昔、舌側矯正に否定的であった時に、大阪や長野の某先生の舌側矯正のケースを見たときに、ここがきちんと噛ませていて、驚くと同時に、この時から舌側矯正も上手い先生がやれば、唇側矯正と全く同じレベルで治療できると確信した。実際こうした先生は、専門医の試験や更新でも舌側矯正の症例を提出している。こうした先生に聞くと、舌側のかみ合わせの点では、唇側より舌側の方が簡単であるが、切歯のトルクの方は逆に難しいと言っていた。個人的には舌側矯正で治療するのは手技的に難しく、私のような不器用な歯科医はやめた方が良い。

 

こうした点で見てみたいのが、インビザラインの症例である。原理的にはリンガルボタンをたくさんつけてゴムを多用し、さらに治療の途中で何度も何度もクリンチェックをすれば、理想の咬合に近づけるのは可能と思われる。なぜならデジタル印象で、三次元的に画像を構築し、最初に説明したフィニシングの基準に従って採点が可能であるからである。もちろん唇側矯正でもこうしたことは可能であるが、デジタル印象を持っていない私のようなところでは治療終盤で印象をとり、舌側方向から咬合をチェックするのは面倒に思ってしまうからである。実際、全ての症例で装置を外すまでに模型をとってチェックする先生を知っている。

 

私自身、インビザラインのようなアライナー矯正をしたことがないので、日本人に多いハイアングルのII級抜歯症例で、綺麗に仕上がった症例を見せてほしい。
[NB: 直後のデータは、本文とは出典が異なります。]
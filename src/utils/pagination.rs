use serde::Serialize;

/// Resolved paging bounds for one list request, computed from the row count
/// BEFORE the data query runs so the OFFSET never points past the last page.
#[derive(Debug, PartialEq, Eq)]
pub struct PageWindow {
    pub page_index: i64,
    pub total_pages: i64,
    pub offset: i64,
    pub limit: i64,
}

impl PageWindow {
    /// Clamp a requested 1-based page index against the filtered row count.
    ///
    /// An empty result set still produces one page (showing zero rows), so
    /// `total_pages` is never below 1. Out-of-range requests land on the
    /// nearest boundary page.
    pub fn resolve(total_rows: i64, requested_page: i64, page_size: i64) -> Self {
        let page_size = page_size.max(1);
        let total_pages = ((total_rows + page_size - 1) / page_size).max(1);
        let page_index = requested_page.clamp(1, total_pages);

        PageWindow {
            page_index,
            total_pages,
            offset: (page_index - 1) * page_size,
            limit: page_size,
        }
    }
}

/// One materialized page of a filtered/sorted result set.
#[derive(Debug, Serialize)]
pub struct PaginatedList<T> {
    pub items: Vec<T>,
    pub page_index: i64,
    pub total_pages: i64,
}

impl<T> PaginatedList<T> {
    pub fn new(items: Vec<T>, window: &PageWindow) -> Self {
        PaginatedList {
            items,
            page_index: window.page_index,
            total_pages: window.total_pages,
        }
    }

    pub fn has_previous_page(&self) -> bool {
        self.page_index > 1
    }

    pub fn has_next_page(&self) -> bool {
        self.page_index < self.total_pages
    }
}

#[cfg(test)]
mod tests {
    use super::*;

    #[test]
    fn empty_result_set_yields_one_empty_page() {
        let w = PageWindow::resolve(0, 1, 5);
        assert_eq!(w.page_index, 1);
        assert_eq!(w.total_pages, 1);
        assert_eq!(w.offset, 0);
    }

    #[test]
    fn page_index_clamps_to_boundaries() {
        // 3 rows, page size 2 -> 2 pages
        let below = PageWindow::resolve(3, 0, 2);
        assert_eq!(below.page_index, 1);

        let above = PageWindow::resolve(3, 99, 2);
        assert_eq!(above.page_index, 2);
        assert_eq!(above.offset, 2);

        let negative = PageWindow::resolve(3, -7, 2);
        assert_eq!(negative.page_index, 1);
    }

    #[test]
    fn total_pages_is_ceiling_of_rows_over_page_size() {
        assert_eq!(PageWindow::resolve(10, 1, 5).total_pages, 2);
        assert_eq!(PageWindow::resolve(11, 1, 5).total_pages, 3);
        assert_eq!(PageWindow::resolve(5, 1, 5).total_pages, 1);
    }

    #[test]
    fn offset_and_limit_cover_the_requested_page() {
        let w = PageWindow::resolve(7, 2, 3);
        assert_eq!(w.offset, 3);
        assert_eq!(w.limit, 3);
        // last page holds the single remaining row; LIMIT stays page_size
        let last = PageWindow::resolve(7, 3, 3);
        assert_eq!(last.offset, 6);
    }

    #[test]
    fn previous_and_next_flags_track_the_window() {
        let first = PaginatedList::new(vec![1, 2], &PageWindow::resolve(3, 1, 2));
        assert!(!first.has_previous_page());
        assert!(first.has_next_page());

        let last = PaginatedList::new(vec![3], &PageWindow::resolve(3, 2, 2));
        assert!(last.has_previous_page());
        assert!(!last.has_next_page());
    }
}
かって舌側矯正の先人の先生たちが、実際の症例で、この治療法を矯正歯科の分野で認めさせたように、インビザラインの先生も、YouTubeで数千症例治療しましたと宣伝するくらいなら、日本矯正歯科学会で指定されたいろんなタイプの不正咬合の終了ケースを提出してほしい。数千症例の治験の中から選んだ症例で、厳しい審査基準にパスしないようであれば、この治療法自体の限界なのかもしれない。こうしたこともあり、現状では日本矯正歯科学会では、アライナー矯正は適用には限界があるとして、一般的な治療法としては認めていない。実際、アライナー矯正もしている矯正専門医のアンケート調査によれば、アライナー矯正をしている割合は全症例の0.5割未満の先生が66%、さらに症例を絞った場合でもアライナー単独で治療を完成できるのは、症例の半分以下という先生が52%であった。こうした結果を見ると、アライナー矯正単独で、従来の唇側矯正でも合格しにくい専門医試験のかなり厳しい基準に達するのは難しいのではと考える。